Pick out each line with the word "crate" from the material that follows.

LISTED ENTRIES
=== Begin Enclosure ===

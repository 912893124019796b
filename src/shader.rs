/*! Shader modules.
 *
 * Compilation happens outside of this crate; a [`CompiledShaderInfo`]
 * carries the SPIR-V words and the reflected vertex input attributes, and
 * the binary is consumed verbatim.
 */

use std::sync::Weak;

use anyhow::Result;
use ash::vk;

use crate::{
    device::{self, Device, DeviceShared, ResourceKind},
    handle::{DeviceResource, Handle, RefCount},
    translate,
    types::{Format, ShaderType},
};

/// A vertex input attribute reflected from a compiled vertex shader.
#[derive(Clone, Debug)]
pub struct ShaderAttribute {
    pub name: String,
    pub location: u32,
    pub format: Format,
}

/// Produced by the external shader compiler; not meant to be filled by hand.
pub struct CompiledShaderInfo<'a> {
    pub name: &'a str,
    pub path: &'a str,
    pub ty: ShaderType,
    pub entry_point: &'a str,
    pub binaries: &'a [u32],
    pub vertex_input_attributes: &'a [ShaderAttribute],
}

#[derive(Clone, Debug, Default)]
pub struct ShaderInfo {
    pub name: String,
    pub ty: ShaderType,
    pub entry_point: String,
}

pub struct Shader {
    pub(crate) raw: vk::ShaderModule,
    pub(crate) stage: vk::ShaderStageFlags,
    info: ShaderInfo,
    refs: RefCount,
    device: Weak<DeviceShared>,
}

impl DeviceResource for Shader {
    fn valid(&self) -> bool {
        self.device.strong_count() > 0 && self.raw != vk::ShaderModule::null()
    }

    fn refs(&self) -> &RefCount {
        &self.refs
    }

    fn destroy(&self, id: u64) {
        if let Some(device) = self.device.upgrade() {
            device.schedule_zombie(id, ResourceKind::Shader);
        }
    }
}

impl Shader {
    pub fn from(device: &Device, compiled: &CompiledShaderInfo) -> Result<Handle<Shader>> {
        if compiled.binaries.is_empty() {
            return Err(anyhow::anyhow!("Compiled shader binary is empty"));
        }

        let shared = &device.shared;

        let create_info = vk::ShaderModuleCreateInfo::default().code(compiled.binaries);
        let raw = unsafe { shared.raw.create_shader_module(&create_info, None)? };

        shared.set_debug_name(raw, compiled.name);

        let (index, ptr) = shared.resources.shaders.insert(Self {
            raw,
            stage: translate::translate_shader_stage(compiled.ty),
            info: ShaderInfo {
                name: compiled.name.to_owned(),
                ty: compiled.ty,
                entry_point: compiled.entry_point.to_owned(),
            },
            refs: RefCount::default(),
            device: device::downgrade(device),
        });
        Ok(Handle::from_raw(index.to_u64(), ptr))
    }
}

impl Handle<Shader> {
    pub fn info(&self) -> Option<&ShaderInfo> {
        self.get().map(|shader| &shader.info)
    }
}
#[derive(Clone, Copy, Debug, Default, PartialEq, Eq)]
pub enum ImageType {
    Image1D,
    #[default]
    Image2D,
    Image3D,
}

#[derive(Clone, Copy, Debug, Default, PartialEq, Eq, Hash)]
pub enum Format {
    #[default]
    Undefined,
    R4G4UnormPack8,
    R4G4B4A4UnormPack16,
    B4G4R4A4UnormPack16,
    R5G6B5UnormPack16,
    B5G6R5UnormPack16,
    R5G5B5A1UnormPack16,
    B5G5R5A1UnormPack16,
    A1R5G5B5UnormPack16,
    R8Unorm,
    R8Snorm,
    R8Uscaled,
    R8Sscaled,
    R8Uint,
    R8Sint,
    R8Srgb,
    R8G8Unorm,
    R8G8Snorm,
    R8G8Uscaled,
    R8G8Sscaled,
    R8G8Uint,
    R8G8Sint,
    R8G8Srgb,
    R8G8B8Unorm,
    R8G8B8Snorm,
    R8G8B8Uscaled,
    R8G8B8Sscaled,
    R8G8B8Uint,
    R8G8B8Sint,
    R8G8B8Srgb,
    B8G8R8Unorm,
    B8G8R8Snorm,
    B8G8R8Uscaled,
    B8G8R8Sscaled,
    B8G8R8Uint,
    B8G8R8Sint,
    B8G8R8Srgb,
    R8G8B8A8Unorm,
    R8G8B8A8Snorm,
    R8G8B8A8Uscaled,
    R8G8B8A8Sscaled,
    R8G8B8A8Uint,
    R8G8B8A8Sint,
    R8G8B8A8Srgb,
    B8G8R8A8Unorm,
    B8G8R8A8Snorm,
    B8G8R8A8Uscaled,
    B8G8R8A8Sscaled,
    B8G8R8A8Uint,
    B8G8R8A8Sint,
    B8G8R8A8Srgb,
    A8B8G8R8UnormPack32,
    A8B8G8R8SnormPack32,
    A8B8G8R8UscaledPack32,
    A8B8G8R8SscaledPack32,
    A8B8G8R8UintPack32,
    A8B8G8R8SintPack32,
    A8B8G8R8SrgbPack32,
    A2R10G10B10UnormPack32,
    A2R10G10B10SnormPack32,
    A2R10G10B10UscaledPack32,
    A2R10G10B10SscaledPack32,
    A2R10G10B10UintPack32,
    A2R10G10B10SintPack32,
    A2B10G10R10UnormPack32,
    A2B10G10R10SnormPack32,
    A2B10G10R10UscaledPack32,
    A2B10G10R10SscaledPack32,
    A2B10G10R10UintPack32,
    A2B10G10R10SintPack32,
    R16Unorm,
    R16Snorm,
    R16Uscaled,
    R16Sscaled,
    R16Uint,
    R16Sint,
    R16Float,
    R16G16Unorm,
    R16G16Snorm,
    R16G16Uscaled,
    R16G16Sscaled,
    R16G16Uint,
    R16G16Sint,
    R16G16Float,
    R16G16B16Unorm,
    R16G16B16Snorm,
    R16G16B16Uscaled,
    R16G16B16Sscaled,
    R16G16B16Uint,
    R16G16B16Sint,
    R16G16B16Float,
    R16G16B16A16Unorm,
    R16G16B16A16Snorm,
    R16G16B16A16Uscaled,
    R16G16B16A16Sscaled,
    R16G16B16A16Uint,
    R16G16B16A16Sint,
    R16G16B16A16Float,
    R32Uint,
    R32Sint,
    R32Float,
    R32G32Uint,
    R32G32Sint,
    R32G32Float,
    R32G32B32Uint,
    R32G32B32Sint,
    R32G32B32Float,
    R32G32B32A32Uint,
    R32G32B32A32Sint,
    R32G32B32A32Float,
    R64Uint,
    R64Sint,
    R64Float,
    R64G64Uint,
    R64G64Sint,
    R64G64Float,
    R64G64B64Uint,
    R64G64B64Sint,
    R64G64B64Float,
    R64G64B64A64Uint,
    R64G64B64A64Sint,
    R64G64B64A64Float,
    B10G11R11UfloatPack32,
    E5B9G9R9UfloatPack32,
    D16Unorm,
    X8D24UnormPack32,
    D32Float,
    S8Uint,
    D16UnormS8Uint,
    D24UnormS8Uint,
    D32FloatS8Uint,
}

#[derive(Clone, Copy, Debug, Default, PartialEq, Eq)]
pub enum ColorSpace {
    #[default]
    SrgbNonLinear,
    DisplayP3NonLinear,
    ExtendedSrgbLinear,
    DisplayP3Linear,
    DciP3NonLinear,
    Bt709Linear,
    Bt709NonLinear,
    Bt2020Linear,
    Hdr10St2084,
    DolbyVision,
    Hdr10Hlg,
    AdobeRgbLinear,
    AdobeRgbNonLinear,
    PassThrough,
    ExtendedSrgbNonLinear,
}

/// Layouts used when recording pipeline barriers and descriptor writes.
#[derive(Clone, Copy, Debug, Default, PartialEq, Eq)]
pub enum ImageLayout {
    #[default]
    Undefined,
    General,
    ColorAttachment,
    DepthStencilAttachment,
    DepthStencilReadOnly,
    ShaderReadOnly,
    TransferSrc,
    TransferDst,
    Preinitialized,
    DepthReadOnlyStencilAttachment,
    DepthAttachmentStencilReadOnly,
    DepthAttachment,
    DepthReadOnly,
    StencilAttachment,
    StencilReadOnly,
    ReadOnly,
    Attachment,
    PresentSrc,
    SharedPresent,
    FragmentDensityMap,
    FragmentShadingRateAttachment,
}

#[derive(Clone, Copy, Debug, Default, PartialEq, Eq)]
pub enum ImageTiling {
    #[default]
    Optimal,
    Linear,
}

#[derive(Clone, Copy, Debug, Default, PartialEq, Eq)]
pub enum TexelFilter {
    Nearest,
    #[default]
    Linear,
    CubicImage,
}

#[derive(Clone, Copy, Debug, Default, PartialEq, Eq)]
pub enum SamplerAddress {
    Repeat,
    MirroredRepeat,
    #[default]
    ClampToEdge,
    ClampToBorder,
    MirrorClampToEdge,
}

#[derive(Clone, Copy, Debug, Default, PartialEq, Eq)]
pub enum MipmapMode {
    Nearest,
    #[default]
    Linear,
}

#[derive(Clone, Copy, Debug, Default, PartialEq, Eq)]
pub enum BorderColor {
    FloatTransparentBlack,
    IntTransparentBlack,
    #[default]
    FloatOpaqueBlack,
    IntOpaqueBlack,
    FloatOpaqueWhite,
    IntOpaqueWhite,
}

#[derive(Clone, Copy, Debug, Default, PartialEq, Eq)]
pub enum CompareOp {
    Never,
    #[default]
    Less,
    Equal,
    LessOrEqual,
    Greater,
    NotEqual,
    GreaterOrEqual,
    Always,
}

#[derive(Clone, Copy, Debug, Default, PartialEq, Eq)]
pub enum AttachmentLoadOp {
    #[default]
    Load,
    Clear,
    DontCare,
    None,
}

#[derive(Clone, Copy, Debug, Default, PartialEq, Eq)]
pub enum AttachmentStoreOp {
    #[default]
    Store,
    DontCare,
    None,
}

#[derive(Clone, Copy, Debug, Default, PartialEq, Eq)]
pub enum SwapchainPresentMode {
    Immediate,
    Mailbox,
    #[default]
    Fifo,
    FifoRelaxed,
    SharedDemandRefresh,
    SharedContinuousRefresh,
}

#[derive(Clone, Copy, Debug, Default, PartialEq, Eq)]
pub enum SwapchainState {
    Ok,
    TimedOut,
    NotReady,
    Suboptimal,
    #[default]
    Error,
}

#[derive(Clone, Copy, Debug, Default, PartialEq, Eq)]
pub enum IndexType {
    Uint8,
    Uint16,
    #[default]
    Uint32,
}

#[derive(Clone, Copy, Debug, Default, PartialEq, Eq)]
pub enum SampleCount {
    #[default]
    Count1,
    Count2,
    Count4,
    Count8,
    Count16,
    Count32,
    Count64,
}

#[derive(Clone, Copy, Debug, Default, PartialEq, Eq)]
pub enum TopologyType {
    Point,
    Line,
    LineStrip,
    #[default]
    Triangle,
    TriangleStrip,
    TriangleFan,
}

#[derive(Clone, Copy, Debug, Default, PartialEq, Eq)]
pub enum PolygonMode {
    #[default]
    Fill,
    Line,
    Point,
}

#[derive(Clone, Copy, Debug, Default, PartialEq, Eq)]
pub enum FrontFace {
    Clockwise,
    #[default]
    CounterClockwise,
}

#[derive(Clone, Copy, Debug, Default, PartialEq, Eq)]
pub enum CullingMode {
    None,
    #[default]
    Back,
    Front,
    FrontAndBack,
}

#[derive(Clone, Copy, Debug, Default, PartialEq, Eq)]
pub enum BlendFactor {
    Zero,
    #[default]
    One,
    SrcColor,
    OneMinusSrcColor,
    DstColor,
    OneMinusDstColor,
    SrcAlpha,
    OneMinusSrcAlpha,
    DstAlpha,
    OneMinusDstAlpha,
    ConstantColor,
    OneMinusConstantColor,
    ConstantAlpha,
    OneMinusConstantAlpha,
    SrcAlphaSaturate,
    Src1Color,
    OneMinusSrc1Color,
    Src1Alpha,
    OneMinusSrc1Alpha,
}

#[derive(Clone, Copy, Debug, Default, PartialEq, Eq)]
pub enum BlendOp {
    #[default]
    Add,
    Subtract,
    ReverseSubtract,
}

#[derive(Clone, Copy, Debug, Default, PartialEq, Eq)]
pub enum SharingMode {
    #[default]
    Exclusive,
    Concurrent,
}

#[derive(Clone, Copy, Debug, Default, PartialEq, Eq)]
pub enum PipelineType {
    #[default]
    None,
    Rasterization,
    Compute,
    RayTracing,
}

#[derive(Clone, Copy, Debug, Default, PartialEq, Eq)]
pub enum ShaderType {
    #[default]
    Vertex,
    Pixel,
    Geometry,
    TesselationControl,
    TesselationEvaluation,
    Compute,
    None,
}

bitflags! {
    #[derive(Clone, Copy, Debug, Default, PartialEq, Eq, Hash)]
    pub struct ShaderStage: u32 {
        const VERTEX = 1 << 0;
        const TESSELATION_CONTROL = 1 << 1;
        const TESSELATION_EVALUATION = 1 << 2;
        const GEOMETRY = 1 << 3;
        const FRAGMENT = 1 << 4;
        const COMPUTE = 1 << 5;
        const ALL_GRAPHICS = Self::VERTEX.bits()
            | Self::TESSELATION_CONTROL.bits()
            | Self::TESSELATION_EVALUATION.bits()
            | Self::GEOMETRY.bits()
            | Self::FRAGMENT.bits();
        const ALL = 1 << 6;
    }
}

bitflags! {
    #[derive(Clone, Copy, Debug, Default, PartialEq, Eq, Hash)]
    pub struct ImageAspect: u32 {
        const COLOR = 1 << 0;
        const DEPTH = 1 << 1;
        const STENCIL = 1 << 2;
        const METADATA = 1 << 3;
        const PLANE_0 = 1 << 4;
        const PLANE_1 = 1 << 5;
        const PLANE_2 = 1 << 6;
    }
}

bitflags! {
    #[derive(Clone, Copy, Debug, Default, PartialEq, Eq, Hash)]
    pub struct ImageUsage: u32 {
        const TRANSFER_SRC = 1 << 0;
        const TRANSFER_DST = 1 << 1;
        const SAMPLED = 1 << 2;
        const STORAGE = 1 << 3;
        const COLOR_ATTACHMENT = 1 << 4;
        const DEPTH_STENCIL_ATTACHMENT = 1 << 5;
        const TRANSIENT_ATTACHMENT = 1 << 6;
        const INPUT_ATTACHMENT = 1 << 7;
        const FRAGMENT_DENSITY_MAP = 1 << 8;
        const FRAGMENT_SHADING_RATE_ATTACHMENT = 1 << 9;
    }
}

bitflags! {
    #[derive(Clone, Copy, Debug, Default, PartialEq, Eq, Hash)]
    pub struct BufferUsage: u32 {
        /// Vertex buffer input for draw commands.
        const VERTEX = 1 << 0;
        /// Index buffer input for indexed draw commands.
        const INDEX = 1 << 1;
        /// Uniform buffer descriptor.
        const UNIFORM = 1 << 2;
        /// Storage buffer descriptor.
        const STORAGE = 1 << 3;
        /// Source of a transfer command.
        const TRANSFER_SRC = 1 << 4;
        /// Destination of a transfer command.
        const TRANSFER_DST = 1 << 5;
        /// Backing store for indirect draw commands.
        const INDIRECT = 1 << 6;
    }
}

bitflags! {
    #[derive(Clone, Copy, Debug, Default, PartialEq, Eq, Hash)]
    pub struct MemoryUsage: u32 {
        /// The allocation gets its own memory block.
        const DEDICATED = 1 << 0;
        /// The block of memory may be aliased by other resources.
        const CAN_ALIAS = 1 << 1;
        /// Host visible, persistently mapped, written sequentially.
        const HOST_WRITABLE = 1 << 2;
        /// Host visible, persistently mapped, random access reads and writes.
        const HOST_ACCESSIBLE = 1 << 3;
        /// With one of the host flags, lets the allocator pick device-local
        /// memory when it improves performance (BAR, ReBAR, unified memory).
        const HOST_TRANSFERABLE = 1 << 4;
        /// Smallest suitable free range, minimizes fragmentation.
        const BEST_FIT = 1 << 5;
        /// First suitable free range, fastest allocation.
        const FIRST_FIT = 1 << 6;
    }
}

bitflags! {
    #[derive(Clone, Copy, Debug, Default, PartialEq, Eq, Hash)]
    pub struct PipelineStage: u32 {
        const TOP_OF_PIPE = 1 << 0;
        const DRAW_INDIRECT = 1 << 2;
        const VERTEX_INPUT = 1 << 3;
        const VERTEX_SHADER = 1 << 4;
        const TESSELATION_CONTROL = 1 << 5;
        const TESSELATION_EVALUATION = 1 << 6;
        const GEOMETRY_SHADER = 1 << 7;
        const FRAGMENT_SHADER = 1 << 8;
        const EARLY_FRAGMENT_TEST = 1 << 9;
        const LATE_FRAGMENT_TEST = 1 << 10;
        const COLOR_ATTACHMENT_OUTPUT = 1 << 11;
        const COMPUTE_SHADER = 1 << 12;
        const TRANSFER = 1 << 13;
        const BOTTOM_OF_PIPE = 1 << 14;
        const HOST = 1 << 15;
        const ALL_GRAPHICS = 1 << 16;
        const ALL_COMMANDS = 1 << 17;
        const COPY = 1 << 18;
        const RESOLVE = 1 << 19;
        const BLIT = 1 << 20;
        const CLEAR = 1 << 21;
        const INDEX_INPUT = 1 << 22;
        const VERTEX_ATTRIBUTE_INPUT = 1 << 23;
        const PRE_RASTERIZATION_SHADERS = 1 << 24;
        const ACCELERATION_STRUCTURE_BUILD = 1 << 25;
        const RAY_TRACING_SHADER = 1 << 26;
        const TASK_SHADER = 1 << 27;
        const MESH_SHADER = 1 << 28;
        const ACCELERATION_STRUCTURE_COPY = 1 << 29;
    }
}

=== End Enclosure ===

SOLUTION
 * Compilation happens outside of this crate; a [`CompiledShaderInfo`]
use crate::{
    pub(crate) raw: vk::ShaderModule,
    pub(crate) stage: vk::ShaderStageFlags,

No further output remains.